To try to understand AIP. she asked her doctors if she could walk herself and her IV pole down to the hospital’s medical library to read the medical journals. Then she asked if she could join the doctors in the laboratory. Although she was allowed to watch the research only a few times, show her that treatment would be enhanced in that laboratory .
Fortunately, in 1982, through the efforts of Susie's porphyria expert, Dr. Claus Pierach, James and Desiree met. Both agreed that THE AMERICAN PORPHYRIA FOUNDATION would be not just a point of discussion but a real foundation to help patients across the country. James would handle all the finances and Desiree would take care of the patients and the administration of the APF.
The APF was born the day James and Desiree met and they were the only two members!!!. The APF office was Desiree's kitchen table and headquarters was James's office in Chicago with his mother as Secretary. Today the APF has 17,2000 members in over 100 countries with 5,500 treating physicians and an esteemed Scientific Advisory Board.
One of the APF’s earliest efforts was joining with other rare disease advocates to form the National Organization for Rare Disorders (NORD), and testifying before Congress in the same year in support of the FDA approval of the 1983 Orphan Drug Act (ODA). Desiree was not only one of the pioneers of the ODA, she also spearheaded the FDA approval for Panhematin® , the treatment for acute Porphyria , to be available in the United States and to be adopted as the first drug to be approved under the ODA.

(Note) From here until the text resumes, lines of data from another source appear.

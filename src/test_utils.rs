//! Shared fixtures for unit tests.

use std::sync::atomic::{AtomicUsize, Ordering};

use async_trait::async_trait;
use sqlx::SqlitePool;

use crate::db::handlers::{Assignments, Credits, Numbers, Users};
use crate::db::models::assignments::AssignmentDBResponse;
use crate::db::models::credits::{CreditTransactionCreateDBRequest, TransactionReason};
use crate::db::models::numbers::{NumberCreateDBRequest, NumberDBResponse, NumberStatus};
use crate::db::models::users::{UserCreateDBRequest, UserDBResponse};
use crate::provider::{CodeProvider, ProviderError};
use crate::types::{AssignmentId, UserId};

/// Create a user, optionally with a starting balance. The balance is seeded
/// through the ledger so the reconciliation invariant holds from the start.
pub(crate) async fn seed_user(
    pool: &SqlitePool,
    external_id: &str,
    handle: Option<&str>,
    credits: i64,
    is_admin: bool,
) -> UserDBResponse {
    let mut tx = pool.begin().await.expect("begin");
    let mut users = Users::new(&mut tx);
    let mut user = if is_admin {
        users.ensure_admin(external_id, handle).await.expect("create admin")
    } else {
        users
            .create(&UserCreateDBRequest::first_contact(external_id, handle))
            .await
            .expect("create user")
    };
    if credits != 0 {
        users.set_credits(user.id, credits).await.expect("seed balance");
        Credits::new(&mut tx)
            .create_transaction(&CreditTransactionCreateDBRequest::admin_entry(
                user.id,
                credits,
                TransactionReason::AdminGrant,
                "seed",
            ))
            .await
            .expect("seed ledger entry");
        user.credits = credits;
    }
    tx.commit().await.expect("commit");
    user
}

pub(crate) async fn seed_number(pool: &SqlitePool, phone: &str, access_token: &str) -> NumberDBResponse {
    let mut tx = pool.begin().await.expect("begin");
    let number = Numbers::new(&mut tx)
        .create(&NumberCreateDBRequest {
            phone: phone.to_string(),
            access_token: access_token.to_string(),
        })
        .await
        .expect("insert number")
        .expect("number not duplicated");
    tx.commit().await.expect("commit");
    number
}

pub(crate) async fn get_user(pool: &SqlitePool, id: UserId) -> UserDBResponse {
    let mut conn = pool.acquire().await.expect("acquire");
    Users::new(&mut conn)
        .get_by_id(id)
        .await
        .expect("query user")
        .expect("user exists")
}

pub(crate) async fn get_assignment(pool: &SqlitePool, id: AssignmentId) -> AssignmentDBResponse {
    let mut conn = pool.acquire().await.expect("acquire");
    Assignments::new(&mut conn)
        .get_by_id(id)
        .await
        .expect("query assignment")
        .expect("assignment exists")
}

pub(crate) async fn ledger_sum(pool: &SqlitePool, user_id: UserId) -> i64 {
    let mut conn = pool.acquire().await.expect("acquire");
    Credits::new(&mut conn).sum_deltas(user_id).await.expect("sum ledger")
}

pub(crate) async fn count_free_numbers(pool: &SqlitePool) -> i64 {
    let mut conn = pool.acquire().await.expect("acquire");
    Numbers::new(&mut conn)
        .count_by_status(NumberStatus::Free)
        .await
        .expect("count free")
}

/// Asserts the reconciliation invariant for one user.
pub(crate) async fn assert_reconciled(pool: &SqlitePool, user_id: UserId) {
    let user = get_user(pool, user_id).await;
    let sum = ledger_sum(pool, user_id).await;
    assert_eq!(
        user.credits, sum,
        "balance {} does not reconcile against ledger sum {}",
        user.credits, sum
    );
}

/// Canned delivery provider for engine tests.
pub(crate) struct StaticProvider {
    code: Option<String>,
    fail: bool,
    pub calls: AtomicUsize,
}

impl StaticProvider {
    pub fn with_code(code: &str) -> Self {
        Self {
            code: Some(code.to_string()),
            fail: false,
            calls: AtomicUsize::new(0),
        }
    }

    pub fn empty() -> Self {
        Self {
            code: None,
            fail: false,
            calls: AtomicUsize::new(0),
        }
    }

    pub fn failing() -> Self {
        Self {
            code: None,
            fail: true,
            calls: AtomicUsize::new(0),
        }
    }
}

#[async_trait]
impl CodeProvider for StaticProvider {
    async fn fetch_code(&self, _access_token: &str) -> Result<Option<String>, ProviderError> {
        self.calls.fetch_add(1, Ordering::SeqCst);
        if self.fail {
            return Err(ProviderError::Status(reqwest::StatusCode::BAD_GATEWAY));
        }
        Ok(self.code.clone())
    }
}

Since then, we have published materials on all the Porphyrias for a patient audience; developed a comprehensive website and the educational DVD Porphyria Live; educated doctors at medical conferences, and through mailings and in-hospital seminars; helped thousands of Porphyria patients in the U.S. and internationally find their way to diagnosis and treatment; served as liaison between the patient/primary care and research communities; and continually sought funds to improve research and training, diagnosis and care for the Porphyrias.